Similar to Hanssen, Kuplack advocates for hiring more professors who can focus on different areas of expertise. 

“So long as both semesters of Am Civ and West Civ are core courses, there will need to be capable professors ready to teach them. Making sure that’s the case is clearly the school and the department’s priority. However, if the department wants to offer more with subfields and advanced courses, it will need more people so professors can focus on their areas of expertise.”

Based on his own experience Kuplack wrote:  

“Students of history need resources for their research interests. If students considering history don’t get the impression that they’ll be able to study topics beyond the survey-scope of Am and West Civ, they won’t want to major. The faculty already do everything they can to accommodate the diverse interests of their students, and as a small school UD will obviously never have a person with expertise in every field; most schools don’t. But enabling faculty to regularly offer courses on the subjects they care most about is always a plus in my mind.” 

Providing additional funds for history scholarships might attract more majors, Kuplack suggested.

“For the most part, my history experience has been in conversation and classes with a handful of professors,” wrote senior history major David Morales in an email. “And I think this—this lack of a sense of a department—might be one of the issues reflected in low history numbers.” 

Morales offered methods to reinvigorate the history department, including showcasing professors’ and students’ research and history-oriented events on campus.

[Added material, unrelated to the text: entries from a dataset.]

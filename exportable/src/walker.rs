//! Container walkers shared by the export and import engines.
//!
//! Both walkers copy the container, then offer every non-null element to a
//! transform. The transform returns a replacement, or `None` to keep the
//! element as it was. Null elements are never offered and stay null.

use crate::{ElementKey, FieldValue};
use serde_json::Value;
use std::collections::BTreeMap;

/// Values that have a null form skipped by the walkers.
pub trait Nullable {
    fn is_null(&self) -> bool;
}

impl Nullable for Value {
    fn is_null(&self) -> bool {
        Value::is_null(self)
    }
}

impl Nullable for FieldValue {
    fn is_null(&self) -> bool {
        FieldValue::is_null(self)
    }
}

/// Rebuilds a sequence, replacing elements for which `f` yields a value.
/// Returns `None` for a missing sequence.
pub fn map_sequence<T, U, F>(seq: Option<&[T]>, mut f: F) -> Option<Vec<U>>
where
    T: Nullable + Clone,
    U: From<T>,
    F: FnMut(&T, ElementKey<'_>) -> Option<U>,
{
    let seq = seq?;
    let mapped = seq
        .iter()
        .enumerate()
        .map(|(i, item)| {
            let replaced = if item.is_null() {
                None
            } else {
                f(item, ElementKey::Index(i))
            };
            replaced.unwrap_or_else(|| U::from(item.clone()))
        })
        .collect();
    Some(mapped)
}

/// Rebuilds a mapping, replacing values for which `f` yields a value.
/// Returns `None` for a missing mapping.
pub fn map_mapping<'a, M, T, U, F>(map: Option<M>, mut f: F) -> Option<BTreeMap<String, U>>
where
    M: IntoIterator<Item = (&'a String, &'a T)>,
    T: Nullable + Clone + 'a,
    U: From<T>,
    F: FnMut(&T, ElementKey<'_>) -> Option<U>,
{
    let map = map?;
    let mapped = map
        .into_iter()
        .map(|(key, value)| {
            let replaced = if value.is_null() {
                None
            } else {
                f(value, ElementKey::Name(key))
            };
            (key.clone(), replaced.unwrap_or_else(|| U::from(value.clone())))
        })
        .collect();
    Some(mapped)
}
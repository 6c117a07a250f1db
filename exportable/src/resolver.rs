//! Type resolution for typed containers and nested instances.

use crate::Exportable;
use serde_json::Value;
use std::any::{self, TypeId};
use std::fmt;
use std::sync::Arc;

/// Position of a fragment inside its container.
#[derive(Debug, Clone, Copy, PartialEq, Eq, Hash)]
pub enum ElementKey<'a> {
    /// Index into a sequence.
    Index(usize),
    /// Key of a mapping entry, or the field name for a nested instance.
    Name(&'a str),
}

impl fmt::Display for ElementKey<'_> {
    fn fmt(&self, f: &mut fmt::Formatter<'_>) -> fmt::Result {
        match self {
            Self::Index(i) => write!(f, "{i}"),
            Self::Name(name) => f.write_str(name),
        }
    }
}

/// A default-constructible exportable type, usable for instantiation.
#[derive(Clone, Copy)]
pub struct InstanceType {
    id: TypeId,
    name: &'static str,
    construct: fn() -> Box<dyn Exportable>,
}

fn construct_default<T>() -> Box<dyn Exportable>
where
    T: Exportable + Default,
{
    Box::new(T::default())
}

impl InstanceType {
    /// Describes `T`, instantiated through its `Default` impl.
    #[must_use]
    pub fn of<T>() -> Self
    where
        T: Exportable + Default,
    {
        Self {
            id: TypeId::of::<T>(),
            name: any::type_name::<T>(),
            construct: construct_default::<T>,
        }
    }

    /// Identity of the described type.
    #[must_use]
    pub const fn id(&self) -> TypeId {
        self.id
    }

    /// Fully qualified Rust type name, for diagnostics only.
    #[must_use]
    pub const fn name(&self) -> &'static str {
        self.name
    }

    /// Constructs a fresh default instance.
    #[must_use]
    pub fn instantiate(&self) -> Box<dyn Exportable> {
        (self.construct)()
    }
}

impl PartialEq for InstanceType {
    fn eq(&self, other: &Self) -> bool {
        self.id == other.id
    }
}

impl Eq for InstanceType {}

impl fmt::Debug for InstanceType {
    fn fmt(&self, f: &mut fmt::Formatter<'_>) -> fmt::Result {
        f.debug_tuple("InstanceType").field(&self.name).finish()
    }
}

/// Shorthand for [`InstanceType::of`].
#[must_use]
pub fn type_of<T>() -> InstanceType
where
    T: Exportable + Default,
{
    InstanceType::of::<T>()
}

/// Signature of a resolver function: picks a type for a fragment, or `None`
/// to leave the fragment raw.
pub type ResolverFn = dyn Fn(&Value, ElementKey<'_>) -> Option<InstanceType> + Send + Sync;

/// Decides which type a data fragment becomes on import.
#[derive(Clone)]
pub enum TypeResolver {
    /// Always the same type, whatever the fragment looks like.
    Fixed(InstanceType),
    /// Type computed from the fragment and its key.
    Dynamic(Arc<ResolverFn>),
}

impl TypeResolver {
    /// Resolver that always yields `T`.
    #[must_use]
    pub fn fixed<T>() -> Self
    where
        T: Exportable + Default,
    {
        Self::Fixed(InstanceType::of::<T>())
    }

    /// Resolver backed by a function of the fragment's content.
    pub fn from_fn<F>(f: F) -> Self
    where
        F: Fn(&Value, ElementKey<'_>) -> Option<InstanceType> + Send + Sync + 'static,
    {
        Self::Dynamic(Arc::new(f))
    }

    /// Returns the type to instantiate for `fragment`, if any.
    pub fn resolve(&self, fragment: &Value, key: ElementKey<'_>) -> Option<InstanceType> {
        match self {
            Self::Fixed(ty) => Some(*ty),
            Self::Dynamic(f) => f(fragment, key),
        }
    }

    /// True for [`TypeResolver::Fixed`].
    #[must_use]
    pub fn is_fixed(&self) -> bool {
        matches!(self, Self::Fixed(_))
    }
}

impl From<InstanceType> for TypeResolver {
    fn from(ty: InstanceType) -> Self {
        Self::Fixed(ty)
    }
}

impl fmt::Debug for TypeResolver {
    fn fmt(&self, f: &mut fmt::Formatter<'_>) -> fmt::Result {
        match self {
            Self::Fixed(ty) => f.debug_tuple("Fixed").field(&ty.name()).finish(),
            Self::Dynamic(_) => f.write_str("Dynamic(..)"),
        }
    }
}
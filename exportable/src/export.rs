//! Export engine: typed instance graph to plain data tree.

use crate::walker::{map_mapping, map_sequence};
use crate::{Exportable, FieldValue};
use serde_json::{Map, Value};
use std::collections::BTreeMap;
use tracing::trace;

/// Exports `instance` as a plain JSON object.
///
/// Ignored fields are left out; nested instances, and instances held in
/// sequences or mappings, are exported recursively.
pub fn export_value(instance: &dyn Exportable) -> Value {
    let config = instance.export_config();
    let mut snapshot = Map::new();

    for (name, value) in instance.fields() {
        if config.is_ignored(&name) {
            trace!("Not exporting ignored field {}", name);
            continue;
        }
        snapshot.insert(name, export_field(value));
    }

    Value::Object(snapshot)
}

/// Exports a sequence element by element. Elements without the export
/// capability pass through unchanged. `None` stays `None`.
pub fn export_sequence(items: Option<&[FieldValue]>) -> Option<Vec<Value>> {
    let exported = map_sequence(items, |item: &FieldValue, _| export_element(item))?;
    Some(exported.into_iter().map(export_field).collect())
}

/// Exports a mapping value by value, like [`export_sequence`].
pub fn export_mapping(entries: Option<&BTreeMap<String, FieldValue>>) -> Option<Map<String, Value>> {
    let exported = map_mapping(entries, |value: &FieldValue, _| export_element(value))?;
    Some(
        exported
            .into_iter()
            .map(|(key, value)| (key, export_field(value)))
            .collect(),
    )
}

/// Replacement for a container element, or `None` to keep it as is.
fn export_element(item: &FieldValue) -> Option<FieldValue> {
    match item {
        FieldValue::Plain(_) => None,
        FieldValue::Instance(inner) => Some(FieldValue::Plain(export_value(inner.as_ref()))),
        FieldValue::Sequence(_) | FieldValue::Mapping(_) => {
            Some(FieldValue::Plain(export_field(item.clone())))
        }
    }
}

pub(crate) fn export_field(value: FieldValue) -> Value {
    match value {
        FieldValue::Plain(v) => v,
        FieldValue::Instance(inner) => export_value(inner.as_ref()),
        FieldValue::Sequence(items) => {
            export_sequence(Some(items.as_slice())).map_or(Value::Null, Value::Array)
        }
        FieldValue::Mapping(entries) => {
            export_mapping(Some(&entries)).map_or(Value::Null, Value::Object)
        }
    }
}
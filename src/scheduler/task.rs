//! Single-slot handle for an action's outstanding task.

use std::time::Duration;

use tracing::{error, info};

use super::{ScheduleError, Scheduler, TaskId};

/// Tracks at most one outstanding task.
///
/// The owner posts through the handle and acknowledges every fired task
/// before acting on it, so the handle never points at a task that already
/// ran. Posting while a task is tracked cancels the tracked one first.
#[derive(Debug, Default)]
pub struct ScheduledTask {
    id: Option<TaskId>,
}

impl ScheduledTask {
    pub fn new() -> Self {
        Self::default()
    }

    /// Returns true if a task is tracked.
    pub fn is_scheduled(&self) -> bool {
        self.id.is_some()
    }

    /// The tracked task, if any.
    pub fn id(&self) -> Option<TaskId> {
        self.id
    }

    /// Schedules `task` after `delay` and tracks it.
    ///
    /// On failure nothing is tracked.
    pub fn post<T>(
        &mut self,
        scheduler: &dyn Scheduler<T>,
        delay: Duration,
        task: T,
    ) -> Result<TaskId, ScheduleError> {
        if self.is_scheduled() {
            self.cancel(scheduler);
        }
        let id = scheduler.schedule(delay, task)?;
        self.id = Some(id);
        Ok(id)
    }

    /// Records that `fired` is executing.
    ///
    /// Returns true if `fired` was the tracked task. A fired task that is not
    /// tracked is stale: it was cancelled (or forgotten after a failed cancel)
    /// and must not act.
    pub fn acknowledge(&mut self, fired: TaskId) -> bool {
        if self.id == Some(fired) {
            info!(task = %fired, "Executing task");
            self.id = None;
            true
        } else {
            false
        }
    }

    /// Cancels the tracked task, if any, and stops tracking it.
    ///
    /// Tracking is cleared even when the scheduler refuses the cancellation,
    /// so a stale id is never kept around. Returns whether a task was tracked.
    pub fn cancel<T>(&mut self, scheduler: &dyn Scheduler<T>) -> bool {
        let Some(id) = self.id.take() else {
            return false;
        };
        if scheduler.cancel(id) {
            info!(task = %id, "Cancelled pending task");
        } else {
            error!(task = %id, "Unable to cancel pending task");
        }
        true
    }
}
//! The post-install merge cleanup action.
//!
//! After an update has been applied to the inactive slot of a virtual A/B
//! device, the updated partitions exist only as copy-on-write snapshots. Once
//! the device has booted into the new slot and verified it, the snapshots are
//! merged back into the base partitions. [`MergeCleanupAction`] drives that
//! merge to the end and reports how it went.
//!
//! # State Machine
//!
//! ```text
//! Start ─► WaitBootCompleted ─► WaitSlotVerified ─► CheckMergeDelay ─► StartMerge ─► WaitForMerge
//!              ▲      │              ▲      │                                          │    ▲
//!              └──────┘              └──────┘                                          └────┘
//!            (poll interval)       (poll interval)                               (Merging: poll interval)
//! ```
//!
//! Every wait is a task posted to a [`Scheduler`](crate::scheduler::Scheduler).
//! The action keeps at most one such task and acknowledges it when it fires.
//!
//! # Key Invariants
//!
//! 1. **Single task**: posting a task cancels any tracked task first.
//! 2. **Stopped means inert**: a task firing after suspension does nothing.
//! 3. **Restart from the top**: resuming re-derives the state from the
//!    services instead of continuing the interrupted wait.
//! 4. **Release once**: the metadata mount is dropped exactly once, when the
//!    action completes.
//! 5. **Sticky cancel failure**: once a cancellation was refused, a later
//!    `Cancelled` state completes with `Error`.
//! 6. **Reserved states abort**: an update state outside the known enumeration
//!    panics instead of being mapped to an outcome.

mod action;
mod hooks;
mod progress;
mod report;
mod reset;
mod step;


pub use action::{ActionState, CleanupServices, MergeCleanupAction};
pub use progress::MergeProgress;
pub use report::{build_merge_report, report_merge_stats};
pub use reset::reset_update_progress;
pub use step::CleanupStep;
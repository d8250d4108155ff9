//! Callbacks the snapshot manager invokes while processing the update state.

use tracing::{info, warn};

use super::progress::MergeProgress;
use super::reset::reset_update_progress;
use crate::services::prefs::keys;
use crate::services::{CleanupProgressDelegate, MergeHooks, Preferences, SnapshotManager};

/// Borrows the parts of an action the merge callbacks touch.
pub(super) struct CleanupHooks<'a> {
    pub snapshot: &'a dyn SnapshotManager,
    pub prefs: &'a dyn Preferences,
    pub delegate: Option<&'a dyn CleanupProgressDelegate>,
    pub progress: &'a mut MergeProgress,
    pub cancel_failed: &'a mut bool,
}

impl MergeHooks for CleanupHooks<'_> {
    fn on_progress(&mut self) -> bool {
        let percentage = self.snapshot.get_update_state().progress;
        if let Some(delegate) = self.delegate {
            delegate.on_cleanup_progress_update(MergeProgress::fraction(percentage));
        }

        if let Some(whole) = self.progress.record(percentage) {
            info!("Waiting for merge to complete: {}%.", whole);
        }

        // Never wait inline; the state is polled again from a scheduled task.
        false
    }

    fn before_cancel(&mut self) -> bool {
        if reset_update_progress(self.prefs) {
            return true;
        }

        // The reset may not work on a stub store; fall back to checking
        // whether partition metadata was ever written for the update.
        warn!("Update state is Cancelled but cleanup failed.");

        let value = self
            .prefs
            .get_string(keys::DYNAMIC_PARTITION_METADATA_UPDATED)
            .unwrap_or_default();
        if value.is_empty() {
            info!(
                key = keys::DYNAMIC_PARTITION_METADATA_UPDATED,
                "Key is empty, assuming successful cleanup"
            );
            return true;
        }

        warn!(
            key = keys::DYNAMIC_PARTITION_METADATA_UPDATED,
            value = %value,
            "Not deleting snapshots even though update state is Cancelled"
        );
        *self.cancel_failed = true;
        false
    }
}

“[Further], the university should continue/increase the funding of faculty and students to do research—especially faculty,” Morales wrote. “A professor is working on a book? Financial assistance and promotion is always a big help. Moreover, funding deserving history majors to go to conferences or work as faculty research assistants I think makes the major more attractive to undergrads—especially the more ambitious ones.”

Additionally, Morales advocates for prospective UD history majors to let the Core build and complement their study of history. 

“Any prospective major should know that being a good historian requires, in my opinion, a solid and broad base in the liberal arts. Find connections between all your classes. Let your literature and philosophy and theology classes build on your history classes. As a result, I think the Core is a great foundation for a history major.” 

Morales’ concluded with a reminder of history’s important contribution to understanding humankind.

“Finally, on a general note, know that the craft of history is an exercise in humanity,” wrote Morales. “History—good history, that is—forces us to grapple with the decisions, failures, and successes of human beings that have come before us in order to understand ourselves and our world. I expect many come to UD in order to better know the human person. When done right, the discipline of history lays bare the human person in a very profound way.”